◆ EXERCISE GOAL
Could you show each line of the records that contains the word "PartialEq"?

___

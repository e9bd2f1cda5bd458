//! `dashino forward`

use dashino_core::{Dashino, ForwardRequest};

use crate::cli::{ForwardArgs, GlobalOpts};
use crate::commands::util::{self, Outcome};
use crate::error::CliError;

pub async fn handle(
    dash: &Dashino,
    args: ForwardArgs,
    global: &GlobalOpts,
) -> Result<(), CliError> {
    let data = args
        .data
        .as_deref()
        .map(|d| util::parse_json_arg("data", d))
        .transpose()?;
    let raw = util::raw_body(args.raw.as_deref(), args.from_file.as_deref())?;

    let req = ForwardRequest {
        widget_id: args.widget_id,
        message_type: args.message_type,
        data,
        raw,
        source: global.source.clone(),
    };
    dash.forward(&req).await?;

    let source = req
        .source
        .as_deref()
        .filter(|s| !s.is_empty())
        .unwrap_or(&dash.defaults().source);
    Outcome::new("forward", dash.client().webhook_url(source).to_string()).print(global);
    Ok(())
}
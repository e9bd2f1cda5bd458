// Request bodies understood by the Dashino webhook and state endpoints.

use serde::{Deserialize, Serialize};
use serde_json::{Value, json};

/// Body of `POST /api/states/{key}/value`.
#[derive(Debug, Clone, PartialEq, Serialize, Deserialize)]
pub struct StateUpdate {
    /// Value stored under the key.
    pub data: Value,
    /// Combine with the stored value (`true`) or replace it (`false`).
    pub merge: bool,
    /// Logical origin of the update.
    pub source: String,
}

/// Structured webhook message for widget-driven dashboards.
///
/// Absent fields are omitted from the JSON entirely; the dashboard treats a
/// missing key differently from `null`.
#[derive(Debug, Clone, Default, PartialEq, Serialize, Deserialize)]
pub struct WebhookMessage {
    #[serde(rename = "widgetId", skip_serializing_if = "Option::is_none")]
    pub widget_id: Option<String>,
    #[serde(rename = "type", skip_serializing_if = "Option::is_none")]
    pub message_type: Option<String>,
    #[serde(skip_serializing_if = "Option::is_none")]
    pub data: Option<Value>,
}

impl WebhookMessage {
    pub fn is_empty(&self) -> bool {
        self.widget_id.is_none() && self.message_type.is_none() && self.data.is_none()
    }

    /// Placeholder sent when a forward call carries nothing at all.
    pub fn empty_forward() -> Self {
        Self {
            widget_id: None,
            message_type: Some("dashino-forward".into()),
            data: Some(json!({})),
        }
    }
}

/// Fixed diagnostic payload used by `test_connectivity`.
pub fn connectivity_probe() -> Value {
    json!({ "type": "dashino-test", "data": { "ok": true } })
}
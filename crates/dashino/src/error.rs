//! CLI error types with miette diagnostics.
//!
//! Maps `CoreError` and `ConfigError` into user-facing errors with
//! actionable help text and stable exit codes.

use miette::Diagnostic;
use thiserror::Error;

use dashino_config::ConfigError;
use dashino_core::{CoreError, VerifyError};

/// Process exit codes.
pub mod exit_code {
    pub const GENERAL: i32 = 1;
    pub const USAGE: i32 = 2;
    pub const AUTH: i32 = 3;
    pub const NOT_FOUND: i32 = 4;
    pub const CONNECTION: i32 = 7;
    pub const TIMEOUT: i32 = 8;
}

#[derive(Debug, Error, Diagnostic)]
pub enum CliError {
    // ── Connection ───────────────────────────────────────────────────
    #[error("Dashino {operation} failed: {reason}")]
    #[diagnostic(
        code(dashino::connection_failed),
        help(
            "Check that the dashboard is running and reachable.\n\
             Try: dashino check --base-url http://<host>:<port>"
        )
    )]
    ConnectionFailed { operation: String, reason: String },

    #[error("Could not verify the dashboard at {url}")]
    #[diagnostic(
        code(dashino::cannot_connect),
        help("Neither /api/health nor the state API answered successfully.")
    )]
    CannotConnect { url: String },

    #[error("The dashboard at {url} does not expose the state API")]
    #[diagnostic(
        code(dashino::state_api_missing),
        help("Upgrade the dashboard to a release with /api/states support.")
    )]
    StateApiMissing { url: String },

    #[error("Dashino {operation} timed out")]
    #[diagnostic(
        code(dashino::timeout),
        help("Increase the timeout with --timeout or check dashboard responsiveness.")
    )]
    Timeout { operation: String },

    // ── Remote ───────────────────────────────────────────────────────
    #[error("{message}")]
    #[diagnostic(code(dashino::request_failed))]
    RequestFailed { status: u16, message: String },

    #[error("{message}")]
    #[diagnostic(
        code(dashino::unauthorized),
        help(
            "The dashboard rejected the credentials.\n\
             Store them with: dashino config set-secret api-token (or secret)"
        )
    )]
    Unauthorized { status: u16, message: String },

    // ── Resources ────────────────────────────────────────────────────
    #[error("{resource_type} '{identifier}' not found")]
    #[diagnostic(code(dashino::not_found), help("{hint}"))]
    NotFound {
        resource_type: String,
        identifier: String,
        hint: String,
    },

    // ── Validation ───────────────────────────────────────────────────
    #[error("Invalid value for {field}: {reason}")]
    #[diagnostic(code(dashino::validation))]
    Validation { field: String, reason: String },

    #[error("Invalid settings for profile '{profile}': {errors}")]
    #[diagnostic(
        code(dashino::invalid_settings),
        help("Fix them with: dashino config set <key> <value> --profile {profile}")
    )]
    InvalidSettings { profile: String, errors: String },

    // ── Configuration ────────────────────────────────────────────────
    #[error("Profile '{name}' not found in configuration")]
    #[diagnostic(
        code(dashino::profile_not_found),
        help(
            "Available profiles: {available}\n\
             Create one with: dashino config init"
        )
    )]
    ProfileNotFound { name: String, available: String },

    #[error("No Dashino dashboard configured")]
    #[diagnostic(
        code(dashino::no_config),
        help(
            "Create a profile with: dashino config init\n\
             Or pass --base-url / set DASHINO_BASE_URL.\n\
             Expected config at: {path}"
        )
    )]
    NoConfig { path: String },

    #[error(transparent)]
    #[diagnostic(code(dashino::config))]
    Config(Box<figment::Error>),

    #[error("Failed to write configuration: {reason}")]
    #[diagnostic(code(dashino::config_write))]
    ConfigWrite { reason: String },

    #[error("Keyring error: {reason}")]
    #[diagnostic(
        code(dashino::keyring),
        help("Use the *_env settings or plaintext values if no keyring is available.")
    )]
    Keyring { reason: String },

    // ── Interactive ──────────────────────────────────────────────────
    #[error("Destructive operation '{action}' requires confirmation")]
    #[diagnostic(
        code(dashino::confirmation_required),
        help("Use --yes (-y) to skip confirmation in non-interactive contexts.")
    )]
    NonInteractiveRequiresYes { action: String },

    // ── IO / Serialization ───────────────────────────────────────────
    #[error(transparent)]
    Io(#[from] std::io::Error),

    #[error("Invalid JSON payload: {0}")]
    #[diagnostic(code(dashino::json), help("Check the JSON text or file and try again."))]
    Json(#[from] serde_json::Error),
}

impl CliError {
    /// Map this error to an exit code for process termination.
    pub fn exit_code(&self) -> i32 {
        match self {
            Self::ConnectionFailed { .. } | Self::CannotConnect { .. } => exit_code::CONNECTION,
            Self::Timeout { .. } => exit_code::TIMEOUT,
            Self::Unauthorized { .. } => exit_code::AUTH,
            Self::RequestFailed { status: 404, .. }
            | Self::NotFound { .. }
            | Self::ProfileNotFound { .. } => exit_code::NOT_FOUND,
            Self::Validation { .. }
            | Self::InvalidSettings { .. }
            | Self::NonInteractiveRequiresYes { .. }
            | Self::Json(_) => exit_code::USAGE,
            _ => exit_code::GENERAL,
        }
    }

    pub fn from_verify(err: VerifyError, url: &str) -> Self {
        match err {
            VerifyError::CannotConnect => Self::CannotConnect { url: url.into() },
            VerifyError::StateApiMissing => Self::StateApiMissing { url: url.into() },
        }
    }
}

impl From<figment::Error> for CliError {
    fn from(err: figment::Error) -> Self {
        Self::Config(Box::new(err))
    }
}

// ── CoreError → CliError mapping ─────────────────────────────────────

impl From<CoreError> for CliError {
    fn from(err: CoreError) -> Self {
        match err {
            CoreError::ValidationFailed { message } => CliError::Validation {
                field: "input".into(),
                reason: message,
            },

            CoreError::EntityNotFound { entity_id } => CliError::NotFound {
                resource_type: "Entity".into(),
                identifier: entity_id,
                hint: "Check the entity id against the --states-file snapshot.".into(),
            },

            CoreError::AttributeNotFound {
                entity_id,
                attribute,
            } => CliError::NotFound {
                resource_type: "Attribute".into(),
                identifier: attribute,
                hint: format!("Entity '{entity_id}' has no such attribute in the snapshot."),
            },

            err @ CoreError::NotNumeric { .. } => CliError::Validation {
                field: "as_number".into(),
                reason: err.to_string(),
            },

            CoreError::Request { status, message } if matches!(status, 401 | 403) => {
                CliError::Unauthorized { status, message }
            }

            CoreError::Request { status, message } => CliError::RequestFailed { status, message },

            CoreError::Timeout { operation } => CliError::Timeout {
                operation: operation.into(),
            },

            CoreError::Transport { operation, message } => CliError::ConnectionFailed {
                operation: operation.into(),
                reason: message,
            },

            CoreError::Config { message } => CliError::Validation {
                field: "config".into(),
                reason: message,
            },
        }
    }
}

// ── ConfigError → CliError mapping ───────────────────────────────────

impl From<ConfigError> for CliError {
    fn from(err: ConfigError) -> Self {
        match err {
            ConfigError::Invalid { profile, errors } => CliError::InvalidSettings {
                profile,
                errors: errors.to_string(),
            },
            ConfigError::ProfileNotFound { name, available } => CliError::ProfileNotFound {
                name,
                available: if available.is_empty() {
                    "(none)".into()
                } else {
                    available.join(", ")
                },
            },
            ConfigError::Figment(err) => CliError::Config(err),
            ConfigError::Serialization(err) => CliError::ConfigWrite {
                reason: err.to_string(),
            },
            ConfigError::Keyring(err) => CliError::Keyring {
                reason: err.to_string(),
            },
            ConfigError::Io(err) => CliError::Io(err),
        }
    }
}

#[cfg(test)]
mod tests {
    use super::*;

    #[test]
    fn exit_codes_follow_error_class() {
        let timeout: CliError = CoreError::Timeout {
            operation: "forward",
        }
        .into();
        assert_eq!(timeout.exit_code(), exit_code::TIMEOUT);

        let missing: CliError = CoreError::Request {
            status: 404,
            message: "Status 404: gone".into(),
        }
        .into();
        assert_eq!(missing.exit_code(), exit_code::NOT_FOUND);

        let server: CliError = CoreError::Request {
            status: 500,
            message: "Status 500: boom".into(),
        }
        .into();
        assert_eq!(server.exit_code(), exit_code::GENERAL);
        assert_eq!(server.to_string(), "Status 500: boom");

        let auth: CliError = CoreError::Request {
            status: 401,
            message: "Status 401: nope".into(),
        }
        .into();
        assert_eq!(auth.exit_code(), exit_code::AUTH);

        let transport: CliError = CoreError::Transport {
            operation: "set_state",
            message: "connection refused".into(),
        }
        .into();
        assert_eq!(transport.exit_code(), exit_code::CONNECTION);
    }

    #[test]
    fn verify_errors_map_to_distinct_diagnostics() {
        let err = CliError::from_verify(VerifyError::StateApiMissing, "http://dash");
        assert_eq!(err.exit_code(), exit_code::GENERAL);
        let err = CliError::from_verify(VerifyError::CannotConnect, "http://dash");
        assert_eq!(err.exit_code(), exit_code::CONNECTION);
    }
}
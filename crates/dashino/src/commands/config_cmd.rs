//! Config subcommand handlers.

use dialoguer::{Confirm, Input, Select};
use serde::Serialize;
use tabled::Tabled;

use dashino_api::{DEFAULT_SECRET_HEADER, DEFAULT_SOURCE, TlsMode, TransportConfig};
use dashino_config::{
    CURRENT_VERSION, Settings, is_valid_base_url, is_valid_header_name, normalize_base_url,
    store_in_keyring,
};
use dashino_core::{CoreError, setup_entry};

use crate::cli::{ConfigArgs, ConfigCommand, GlobalOpts, SecretKind};
use crate::config::{self, Config, Profile};
use crate::error::CliError;
use crate::output;

const MASK: &str = "****";

// ── Helpers ─────────────────────────────────────────────────────────

fn mask(value: Option<&String>) -> Option<String> {
    value.map(|v| {
        if v.is_empty() {
            String::new()
        } else {
            MASK.to_owned()
        }
    })
}

fn redact_layer(layer: &Settings) -> Settings {
    Settings {
        api_token: mask(layer.api_token.as_ref()),
        secret: mask(layer.secret.as_ref()),
        ..layer.clone()
    }
}

/// Copy of the config with plaintext secrets masked.
fn redacted(cfg: &Config) -> Config {
    Config {
        default_profile: cfg.default_profile.clone(),
        defaults: redact_layer(&cfg.defaults),
        profiles: cfg
            .profiles
            .iter()
            .map(|(name, p)| {
                let profile = Profile {
                    version: p.version,
                    data: redact_layer(&p.data),
                    options: redact_layer(&p.options),
                };
                (name.clone(), profile)
            })
            .collect(),
    }
}

fn format_config_redacted(cfg: &Config) -> String {
    toml::to_string_pretty(cfg).unwrap_or_else(|e| format!("# failed to render config: {e}"))
}

/// Map a dialoguer / interactive I/O failure into CliError.
fn prompt_err(e: impl std::fmt::Display) -> CliError {
    CliError::Validation {
        field: "interactive".into(),
        reason: format!("prompt failed: {e}"),
    }
}

fn invalid(field: &str, reason: impl Into<String>) -> CliError {
    CliError::Validation {
        field: field.into(),
        reason: reason.into(),
    }
}

/// Apply `key = value` to one settings layer.
fn apply_setting(layer: &mut Settings, key: &str, value: String) -> Result<(), CliError> {
    match key.replace('-', "_").as_str() {
        "base_url" => {
            let url = normalize_base_url(&value);
            if !is_valid_base_url(&url) {
                return Err(invalid("base_url", "must be an http(s) URL with a host"));
            }
            layer.base_url = Some(url);
        }
        "default_source" | "source" => layer.default_source = Some(value),
        "default_state_key" | "state_key" => layer.default_state_key = Some(value),
        "default_widget_id" | "widget_id" => layer.default_widget_id = Some(value),
        "default_type" | "type" => layer.default_type = Some(value),
        "api_token" => layer.api_token = Some(value),
        "api_token_env" => layer.api_token_env = Some(value),
        "secret" => layer.secret = Some(value),
        "secret_env" => layer.secret_env = Some(value),
        "secret_header" => {
            if !is_valid_header_name(value.trim()) {
                return Err(invalid("secret_header", "not a valid HTTP header name"));
            }
            layer.secret_header = Some(value.trim().to_owned());
        }
        "timeout" => {
            let secs: u64 = value
                .parse()
                .map_err(|_| invalid("timeout", "must be a number (seconds)"))?;
            if secs == 0 {
                return Err(invalid("timeout", "must be at least 1 second"));
            }
            layer.timeout = Some(secs);
        }
        "insecure" => {
            layer.insecure = Some(
                value
                    .parse()
                    .map_err(|_| invalid("insecure", "must be 'true' or 'false'"))?,
            );
        }
        "ca_cert" => layer.ca_cert = Some(value.into()),
        other => {
            return Err(invalid(
                other,
                format!(
                    "unknown config key '{other}'. Valid keys: base_url, default_source, \
                     default_state_key, default_widget_id, default_type, api_token, \
                     api_token_env, secret, secret_env, secret_header, timeout, insecure, ca_cert"
                ),
            ));
        }
    }
    Ok(())
}

/// Offer to store a secret in the system keyring or return it for plaintext config.
///
/// Returns `Some(secret)` if the user chose plaintext, `None` if stored in keyring.
fn prompt_keyring_storage(
    secret: &str,
    profile_name: &str,
    kind: SecretKind,
    label: &str,
) -> Result<Option<String>, CliError> {
    let choices = &[
        "Store in system keyring (recommended)",
        "Save to config file (plaintext)",
    ];
    let selection = Select::new()
        .with_prompt(format!("Where to store the {label}?"))
        .items(choices)
        .default(0)
        .interact()
        .map_err(prompt_err)?;

    if selection == 0 {
        store_in_keyring(profile_name, kind.key(), secret)?;
        eprintln!("   ✓ {label} stored in system keyring");
        Ok(None)
    } else {
        Ok(Some(secret.to_owned()))
    }
}

#[derive(Debug, Clone, Serialize, Tabled)]
struct ProfileRow {
    #[tabled(rename = "")]
    #[serde(skip)]
    marker: &'static str,
    #[tabled(rename = "Profile")]
    name: String,
    #[tabled(rename = "Base URL")]
    base_url: String,
    #[tabled(rename = "Source")]
    source: String,
    #[tabled(rename = "Version")]
    version: u32,
    #[tabled(skip)]
    default: bool,
}

// ── Handler ─────────────────────────────────────────────────────────

pub async fn handle(args: ConfigArgs, global: &GlobalOpts) -> Result<(), CliError> {
    match args.command {
        ConfigCommand::Init => init(global).await,

        // ── Show ────────────────────────────────────────────────────
        ConfigCommand::Show => {
            let cfg = redacted(&config::load()?);
            let out = output::render_single(global.output, &cfg, format_config_redacted, |_| {
                config::config_path().display().to_string()
            });
            output::print_output(&out, global.quiet);
            Ok(())
        }

        // ── Set <key> <value> ───────────────────────────────────────
        ConfigCommand::Set { key, value, option } => {
            let mut cfg = config::load()?;
            let profile_name = config::active_profile_name(global, &cfg);
            let profile = cfg
                .profiles
                .entry(profile_name.clone())
                .or_insert_with(|| Profile::new(Settings::default()));

            let layer = if option {
                &mut profile.options
            } else {
                &mut profile.data
            };
            apply_setting(layer, &key, value)?;

            config::save_config(&cfg)?;
            let target = if option { "options" } else { "data" };
            eprintln!(
                "{} Set {key} on profile '{profile_name}' ({target})",
                output::check_mark(global.color)
            );
            Ok(())
        }

        // ── Profiles ────────────────────────────────────────────────
        ConfigCommand::Profiles => {
            let cfg = config::load()?;
            if cfg.profiles.is_empty() {
                eprintln!("No profiles configured. Run: dashino config init");
                return Ok(());
            }
            let default = cfg.default_profile.as_deref().unwrap_or("default");
            let rows: Vec<ProfileRow> = cfg
                .profile_names()
                .into_iter()
                .map(|name| {
                    let effective = cfg.profiles[&name].effective();
                    ProfileRow {
                        marker: if name == default { "*" } else { "" },
                        default: name == default,
                        base_url: effective.base_url.unwrap_or_default(),
                        source: effective
                            .default_source
                            .filter(|s| !s.is_empty())
                            .unwrap_or_else(|| DEFAULT_SOURCE.into()),
                        version: cfg.profiles[&name].version,
                        name,
                    }
                })
                .collect();
            let out = output::render_list(global.output, &rows, Clone::clone, |r| r.name.clone());
            output::print_output(&out, global.quiet);
            Ok(())
        }

        // ── Use <name> ─────────────────────────────────────────────
        ConfigCommand::Use { name } => {
            let mut cfg = config::load()?;
            if !cfg.profiles.contains_key(&name) {
                return Err(CliError::ProfileNotFound {
                    available: config::available_profiles(&cfg),
                    name,
                });
            }
            cfg.default_profile = Some(name.clone());
            config::save_config(&cfg)?;
            eprintln!(
                "{} Default profile set to '{name}'",
                output::check_mark(global.color)
            );
            Ok(())
        }

        // ── SetSecret ───────────────────────────────────────────────
        ConfigCommand::SetSecret { kind } => {
            let cfg = config::load()?;
            let profile_name = config::active_profile_name(global, &cfg);
            if !cfg.profiles.contains_key(&profile_name) {
                return Err(CliError::ProfileNotFound {
                    available: config::available_profiles(&cfg),
                    name: profile_name,
                });
            }

            let label = match kind {
                SecretKind::ApiToken => "API token: ",
                SecretKind::Secret => "Webhook secret: ",
            };
            let secret = rpassword::prompt_password(label).map_err(prompt_err)?;
            if secret.trim().is_empty() {
                return Err(invalid("secret", "value cannot be empty"));
            }
            store_in_keyring(&profile_name, kind.key(), secret.trim())?;
            eprintln!(
                "{} Stored {} in system keyring for profile '{profile_name}'",
                output::check_mark(global.color),
                kind.key()
            );
            Ok(())
        }

        // ── Migrate ─────────────────────────────────────────────────
        ConfigCommand::Migrate => {
            let path = config::config_path();
            if !path.exists() {
                eprintln!("No configuration file at {}", path.display());
                return Ok(());
            }
            let mut cfg = config::load_raw_config_from(&path)?;
            let migrated = cfg.migrate();
            if migrated.is_empty() {
                eprintln!("All profiles are at version {CURRENT_VERSION}");
                return Ok(());
            }
            config::save_config(&cfg)?;
            for name in &migrated {
                eprintln!(
                    "{} Migrated profile '{name}' to version {CURRENT_VERSION}",
                    output::check_mark(global.color)
                );
            }
            Ok(())
        }
    }
}

// ── Init: interactive wizard ────────────────────────────────────────

async fn init(global: &GlobalOpts) -> Result<(), CliError> {
    let config_path = config::config_path();
    eprintln!("Dashino: configuration wizard");
    eprintln!("   Config path: {}\n", config_path.display());

    let profile_name: String = Input::new()
        .with_prompt("Profile name")
        .default(global.profile.clone().unwrap_or_else(|| "default".into()))
        .interact_text()
        .map_err(prompt_err)?;

    let base_url: String = Input::new()
        .with_prompt("Dashboard URL")
        .default("http://localhost:3000".into())
        .interact_text()
        .map_err(prompt_err)?;

    let default_source: String = Input::new()
        .with_prompt("Default webhook source")
        .default(DEFAULT_SOURCE.into())
        .interact_text()
        .map_err(prompt_err)?;

    let default_state_key: String = Input::new()
        .with_prompt("Default state key (optional)")
        .allow_empty(true)
        .interact_text()
        .map_err(prompt_err)?;

    let secret_header: String = Input::new()
        .with_prompt("Secret header")
        .default(DEFAULT_SECRET_HEADER.into())
        .interact_text()
        .map_err(prompt_err)?;

    let mut input = Settings {
        base_url: Some(base_url),
        default_source: Some(default_source),
        default_state_key: Some(default_state_key),
        secret_header: Some(secret_header),
        insecure: global.insecure.then_some(true),
        ..Settings::default()
    };

    let api_token = rpassword::prompt_password("API token (leave empty for none): ")
        .map_err(prompt_err)?;
    let secret =
        rpassword::prompt_password("Webhook secret (leave empty for none): ").map_err(prompt_err)?;

    // Verify with the secrets in hand, before deciding where they live.
    input.api_token = Some(api_token.trim().to_owned());
    input.secret = Some(secret.trim().to_owned());

    let tls = if global.insecure {
        TlsMode::DangerAcceptInvalid
    } else {
        TlsMode::System
    };
    let http = TransportConfig {
        tls,
        ..TransportConfig::default()
    }
    .build_client()
    .map_err(|e| CoreError::from_api("setup", e))?;

    let resolved = match setup_entry(&input, http).await {
        Ok(resolved) => resolved,
        Err(errors) => {
            eprintln!("\n   ✗ Verification failed: {errors}");
            if errors.get("base_url").is_some() || errors.get("secret_header").is_some() {
                return Err(CliError::InvalidSettings {
                    profile: profile_name,
                    errors: errors.to_string(),
                });
            }
            let keep = Confirm::new()
                .with_prompt("Save the profile anyway?")
                .default(false)
                .interact()
                .map_err(prompt_err)?;
            if !keep {
                return Err(CliError::InvalidSettings {
                    profile: profile_name,
                    errors: errors.to_string(),
                });
            }
            dashino_config::validate(&input).map_err(|errors| CliError::InvalidSettings {
                profile: profile_name.clone(),
                errors: errors.to_string(),
            })?
        }
    };

    let mut data = resolved.to_settings();
    data.api_token = None;
    data.secret = None;
    if !api_token.trim().is_empty() {
        data.api_token = prompt_keyring_storage(
            api_token.trim(),
            &profile_name,
            SecretKind::ApiToken,
            "API token",
        )?;
    }
    if !secret.trim().is_empty() {
        data.secret = prompt_keyring_storage(
            secret.trim(),
            &profile_name,
            SecretKind::Secret,
            "webhook secret",
        )?;
    }

    let mut cfg = config::load()?;
    cfg.profiles.insert(profile_name.clone(), Profile::new(data));
    cfg.default_profile = Some(profile_name.clone());
    config::save_config(&cfg)?;

    eprintln!("\n✓ Configuration written to {}", config_path.display());
    eprintln!("  Active profile: {profile_name}");
    eprintln!("\n  Test it: dashino test");
    Ok(())
}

___

◆ RESULT OF THE TASK
#[derive(Debug, Clone, PartialEq, Serialize, Deserialize)]
#[derive(Debug, Clone, Default, PartialEq, Serialize, Deserialize)]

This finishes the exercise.